Nascimento ca. 401 ou 411
Morte 18 de janeiro de 474
Cônjuge Élia Verina
Descendência
Dinastia leonina
Religião catolicismo
Cogovernante Júlio Patrício

Flávio Valério Leão (em latim: Flavius Valerius Leo), ainda chamado Flávio Valério Leão (I) Augusto (em latim: Flavius Valerius Leo Augustus) após sua ascensão e comumente referido como o Grande (Magnus), o Trácio (Thrax),[1] e o Maceles (em latim: Macelles; em grego medieval: Μαχέλλης; romaniz.:Machélles; lit. "o Açougueiro"),[2] foi um imperador do Império Romano do Oriente, reinando de 7 de fevereiro de 457 até sua morte em 18 de janeiro 474. Membro de uma família traco-romana de origem bessa, nasceu em 401 ou 411 na Dácia Aureliana ou Trácia de pais incertos. Iniciou a sua carreira como oficial militar e em cerca de 457 já ocupava as posições de tribuno e conde. Em 7 de fevereiro, Áspar nomeou-o imperador, quiçá almejando torná-lo um governante títere.

Ao assumir, reconheceu Majoriano (r. 457–461) como imperador do Império Romano do Ocidente, mas recusou a aceitar o usurpador Líbio Severo (r. 461–465). Em 466, apoiou militarmente o pretendente Antêmio (r. 466–472) ao trono do Império Romano do Ocidente. Em 468, fizeram enorme ação conjunta para atacar o Reino Vândalo de Genserico (r. 428–477) visando reconquistar Cartago, mas o empreendimento terminou em desastre.
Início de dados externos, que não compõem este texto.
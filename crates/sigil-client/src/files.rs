//! Chunked file transfer over the relay.
//!
//! The whole file is encrypted once and the armored ciphertext is sliced
//! into FILE_CHUNK frames. The receiver keeps at most one in-flight transfer
//! per sender and relies on the relay delivering chunks in order.
//!
//! Inbound transfers are bounded by `max_file_size`: an oversized FILE_START
//! is refused, and a transfer whose chunks outgrow the armored size of the
//! largest allowed file is dropped.

use std::collections::HashMap;

use bytes::Bytes;
use tracing::{debug, info, warn};
use uuid::Uuid;

use sigil_shared::{now_millis, CryptoEngine, Envelope, EnvelopeBody, PeerId};

use crate::error::{Result, SessionError};
use crate::events::SessionEvent;
use crate::registry::{Direction, FileAttachment, Message};
use crate::session::Session;

/// A file the local user wants to send.
#[derive(Debug, Clone)]
pub struct OutgoingFile {
    pub name: String,
    pub mime: String,
    pub content: Bytes,
}

impl OutgoingFile {
    pub fn new(name: impl Into<String>, mime: impl Into<String>, content: impl Into<Bytes>) -> Self {
        Self {
            name: name.into(),
            mime: mime.into(),
            content: content.into(),
        }
    }

    pub fn size(&self) -> u64 {
        self.content.len() as u64
    }
}

/// Receive-side state between FILE_START and FILE_END.
#[derive(Debug, Clone)]
pub struct InFlightTransfer {
    /// Local handle carried by transfer events and logs.
    pub id: Uuid,
    pub file_name: String,
    /// Size announced in FILE_START. Informational only.
    pub declared_size: u64,
    pub mime_type: String,
    chunks: Vec<String>,
    received_bytes: usize,
}

impl InFlightTransfer {
    pub fn new(file_name: String, declared_size: u64, mime_type: String) -> Self {
        Self {
            id: Uuid::new_v4(),
            file_name,
            declared_size,
            mime_type,
            chunks: Vec::new(),
            received_bytes: 0,
        }
    }

    pub fn chunk_count(&self) -> usize {
        self.chunks.len()
    }

    /// Characters of armored ciphertext received so far.
    pub fn received_bytes(&self) -> usize {
        self.received_bytes
    }

    /// Concatenate the chunks in arrival order.
    pub fn assemble(&self) -> String {
        self.chunks.concat()
    }

    fn push(&mut self, chunk: String) {
        self.received_bytes += chunk.len();
        self.chunks.push(chunk);
    }
}

/// At most one in-flight transfer per sender.
#[derive(Debug, Default)]
pub struct TransferTable {
    transfers: HashMap<PeerId, InFlightTransfer>,
}

impl TransferTable {
    pub fn new() -> Self {
        Self::default()
    }

    /// Begin a transfer from `peer`. Returns the transfer it replaced, if any.
    pub fn start(&mut self, peer: &PeerId, transfer: InFlightTransfer) -> Option<InFlightTransfer> {
        self.transfers.insert(peer.clone(), transfer)
    }

    /// Append a chunk and return the bytes received so far, or `None` if
    /// `peer` has no transfer in flight.
    pub fn push_chunk(&mut self, peer: &PeerId, chunk: String) -> Option<usize> {
        let transfer = self.transfers.get_mut(peer)?;
        transfer.push(chunk);
        Some(transfer.received_bytes)
    }

    /// Remove and return the transfer for `peer`.
    pub fn finish(&mut self, peer: &PeerId) -> Option<InFlightTransfer> {
        self.transfers.remove(peer)
    }

    pub fn get(&self, peer: &PeerId) -> Option<&InFlightTransfer> {
        self.transfers.get(peer)
    }

    pub fn is_active(&self, peer: &PeerId) -> bool {
        self.transfers.contains_key(peer)
    }

    pub fn len(&self) -> usize {
        self.transfers.len()
    }

    pub fn is_empty(&self) -> bool {
        self.transfers.is_empty()
    }
}

/// Slice armored text into pieces of at most `chunk_size` characters.
pub fn split_armored(text: &str, chunk_size: usize) -> Vec<&str> {
    let chunk_size = chunk_size.max(1);
    let mut chunks = Vec::with_capacity(text.len() / chunk_size + 1);
    let mut start = 0;
    let mut count = 0;

    for (idx, _) in text.char_indices() {
        if count == chunk_size {
            chunks.push(&text[start..idx]);
            start = idx;
            count = 0;
        }
        count += 1;
    }
    if start < text.len() {
        chunks.push(&text[start..]);
    }
    chunks
}

impl<C: CryptoEngine> Session<C> {
    /// Encrypt `file` for `to` and stream it as FILE_START, FILE_CHUNK...,
    /// FILE_END. Returns the number of chunks sent.
    pub async fn send_file(&mut self, to: &PeerId, file: OutgoingFile) -> Result<usize> {
        self.ensure_usable()?;
        let recipient = self.registry.public_key(to)?;
        let size = file.size();
        if size > self.config.max_file_size {
            return Err(SessionError::FileTooLarge {
                size,
                max: self.config.max_file_size,
            });
        }

        let armored = self
            .engine
            .encrypt_and_sign(&file.content, recipient, &self.keys.private)?;
        let chunks = split_armored(&armored, self.config.chunk_size);

        info!(
            peer = %to,
            name = %file.name,
            size,
            chunks = chunks.len(),
            "Sending file"
        );

        self.channel
            .send(Envelope::to(
                to,
                EnvelopeBody::FileStart {
                    name: file.name.clone(),
                    size,
                    mime: file.mime.clone(),
                },
            ))
            .await?;

        let pacing = self.config.pacing_interval;
        for (i, chunk) in chunks.iter().enumerate() {
            self.channel
                .send(Envelope::to(
                    to,
                    EnvelopeBody::FileChunk {
                        chunk: (*chunk).to_string(),
                    },
                ))
                .await?;

            if pacing > 0 && i % pacing == 0 && !self.config.pacing_delay.is_zero() {
                tokio::time::sleep(self.config.pacing_delay).await;
            }
        }

        self.channel
            .send(Envelope::to(to, EnvelopeBody::FileEnd))
            .await?;

        let attachment = FileAttachment {
            name: file.name,
            mime: file.mime,
            size,
            content: file.content,
        };
        self.append_message(to, Message::file(Direction::Outbound, attachment, now_millis()));

        Ok(chunks.len())
    }

    /// Armored text a transfer may accumulate before it is dropped.
    fn max_inbound_armored(&self) -> usize {
        usize::try_from(self.config.max_file_size)
            .map(|max| self.engine.armored_len(max))
            .unwrap_or(usize::MAX)
    }

    pub(crate) fn on_file_start(&mut self, from: PeerId, name: String, size: u64, mime: String) {
        let transfer = InFlightTransfer::new(name, size, mime);
        let id = transfer.id;
        let name = transfer.file_name.clone();

        if size > self.config.max_file_size {
            // a refused FILE_START still ends whatever was in flight
            self.transfers.finish(&from);
            warn!(
                peer = %from,
                transfer = %id,
                size,
                max = self.config.max_file_size,
                "Refusing oversized FILE_START"
            );
            self.emit(SessionEvent::TransferFailed {
                peer: from,
                id,
                name,
            });
            return;
        }

        if let Some(replaced) = self.transfers.start(&from, transfer) {
            warn!(
                peer = %from,
                dropped = %replaced.id,
                name = %replaced.file_name,
                chunks = replaced.chunk_count(),
                "Incomplete transfer replaced by a new FILE_START"
            );
        }
        debug!(peer = %from, transfer = %id, name = %name, size, "Transfer started");
        self.emit(SessionEvent::TransferStarted {
            peer: from,
            id,
            name,
            size,
        });
    }

    pub(crate) fn on_file_chunk(&mut self, from: &PeerId, chunk: String) {
        let Some(received) = self.transfers.push_chunk(from, chunk) else {
            debug!(peer = %from, "FILE_CHUNK without a transfer in flight");
            return;
        };

        let limit = self.max_inbound_armored();
        if received <= limit {
            return;
        }
        if let Some(transfer) = self.transfers.finish(from) {
            warn!(
                peer = %from,
                transfer = %transfer.id,
                received,
                limit,
                "Transfer exceeds the file size limit, dropped"
            );
            self.emit(SessionEvent::TransferFailed {
                peer: from.clone(),
                id: transfer.id,
                name: transfer.file_name,
            });
        }
    }

    /// Reassemble and decrypt. The transfer is discarded whatever the outcome.
    pub(crate) fn on_file_end(&mut self, from: PeerId) -> Result<()> {
        let Some(transfer) = self.transfers.finish(&from) else {
            debug!(peer = %from, "FILE_END without a transfer in flight");
            return Ok(());
        };

        let armored = transfer.assemble();
        let decrypted = self.registry.public_key(&from).and_then(|key| {
            self.engine
                .decrypt_and_verify(&armored, &self.keys.private, key)
                .map_err(SessionError::from)
        });

        let content = match decrypted {
            Ok(content) => content,
            Err(e) => {
                debug!(peer = %from, transfer = %transfer.id, "Transfer failed to decrypt");
                self.emit(SessionEvent::TransferFailed {
                    peer: from,
                    id: transfer.id,
                    name: transfer.file_name,
                });
                return Err(e);
            }
        };

        if content.len() as u64 != transfer.declared_size {
            warn!(
                peer = %from,
                transfer = %transfer.id,
                declared = transfer.declared_size,
                actual = content.len(),
                "Received file size differs from FILE_START"
            );
        }
        info!(
            peer = %from,
            transfer = %transfer.id,
            name = %transfer.file_name,
            size = content.len(),
            "File received"
        );

        let attachment = FileAttachment {
            name: transfer.file_name,
            mime: transfer.mime_type,
            size: content.len() as u64,
            content: Bytes::from(content),
        };
        self.append_message(&from, Message::file(Direction::Inbound, attachment, now_millis()));
        Ok(())
    }
}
Nos anos seguintes, Leão contou cada vez mais com tropas oriundas da Isáuria com as quais pretendia contrabalancear o poder das tropas germânicas de Áspar, cuja execução ordenou em 471. Em 474, lançou campanha bem sucedida liderada por Júlio Nepos (r. 474–475) para usurpar o trono ocidental de Glicério (r. 473–474). Faleceu em 18 de janeiro e foi sucedido no trono por seu neto Leão II (r. 474).

Vida[editar | editar código-fonte]

Origens e família[editar | editar código-fonte]

Leão nasceu em cerca de 401 ou 411 na Dácia Aureliana, então pertencente à prefeitura pretoriana da Ilíria, ou na Trácia, na prefeitura pretoriana do Oriente. Provinha de uma humilde família daco-romana (Cândido Isauro)[3] ou traco-romana da tribo bessa (João Malalas e Jordanes).[4] Nada mais se sabe sobre sua família, exceto que teve irmã de nome Eufêmia. Se casou antes de 457 com Élia Verina e o casal gerou filhos: Ariadne, que nasceu antes de Leão ascender e se casou com Zenão (r. 474–491); Leôncia, que nasceu em 457 e se casou com o usurpador Marciano, filho do futuro imperador Antêmio (r. 466–472); e um jovem de nome desconhecido, que faleceu com cinco meses em 463 e que teve seu horóscopo lido por Retório.[5] De Ariadne e Zenão, nasceu Leão II, que sucedeu brevemente o avô antes de falecer e ser sucedido por seu pai Zenão.[2]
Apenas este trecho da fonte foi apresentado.